Data shown:

-- Opening Marker --

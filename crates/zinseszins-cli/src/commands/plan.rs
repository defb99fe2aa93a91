use clap::Args;
use serde_json::Value;

use zinseszins_core::accumulation::{simulate_accumulation, AccumulationInput};
use zinseszins_core::engine::{simulate_plan, EngineConfig};
use zinseszins_core::withdrawal::{
    compare_strategies, simulate_segmented_withdrawal, simulate_withdrawal, ComparisonInput,
    SegmentedWithdrawalInput, WithdrawalInput,
};

use crate::input;

/// Arguments for the full savings and withdrawal projection
#[derive(Args)]
pub struct SimulateArgs {
    /// Path to JSON plan configuration
    #[arg(long)]
    pub input: Option<String>,

    /// Only print the summary, not the per-year rows
    #[arg(long)]
    pub summary_only: bool,
}

/// Arguments for the accumulation phase
#[derive(Args)]
pub struct AccumulateArgs {
    /// Path to JSON input file
    #[arg(long)]
    pub input: Option<String>,
}

/// Arguments for the withdrawal phase
#[derive(Args)]
pub struct WithdrawArgs {
    /// Path to JSON input file
    #[arg(long)]
    pub input: Option<String>,

    /// Input describes a segmented withdrawal plan
    #[arg(long)]
    pub segmented: bool,
}

/// Arguments for comparing withdrawal strategies
#[derive(Args)]
pub struct CompareArgs {
    /// Path to JSON input file
    #[arg(long)]
    pub input: Option<String>,
}

pub fn run_simulate(args: SimulateArgs) -> Result<Value, Box<dyn std::error::Error>> {
    let config: EngineConfig = input::read_input(args.input.as_deref(), "simulate")?;
    let result = simulate_plan(&config)?;
    let mut value = serde_json::to_value(result)?;
    if args.summary_only {
        if let Some(Value::Object(res)) = value.get_mut("result") {
            res.remove("years");
        }
    }
    Ok(value)
}

pub fn run_accumulate(args: AccumulateArgs) -> Result<Value, Box<dyn std::error::Error>> {
    let acc_input: AccumulationInput = input::read_input(args.input.as_deref(), "accumulation")?;
    let result = simulate_accumulation(&acc_input)?;
    Ok(serde_json::to_value(result)?)
}

pub fn run_withdraw(args: WithdrawArgs) -> Result<Value, Box<dyn std::error::Error>> {
    if args.segmented {
        let wd_input: SegmentedWithdrawalInput =
            input::read_input(args.input.as_deref(), "segmented withdrawal")?;
        let result = simulate_segmented_withdrawal(&wd_input)?;
        return Ok(serde_json::to_value(result)?);
    }
    let wd_input: WithdrawalInput = input::read_input(args.input.as_deref(), "withdrawal")?;
    let result = simulate_withdrawal(&wd_input)?;
    Ok(serde_json::to_value(result)?)
}

pub fn run_compare(args: CompareArgs) -> Result<Value, Box<dyn std::error::Error>> {
    let cmp_input: ComparisonInput = input::read_input(args.input.as_deref(), "strategy comparison")?;
    let result = compare_strategies(&cmp_input)?;
    Ok(serde_json::to_value(result)?)
}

-- Closing Marker --

Work to be completed:
When every line of the listing has been checked for the string "Error", give only the number of lines that contain it.

Answer to the exercise:
4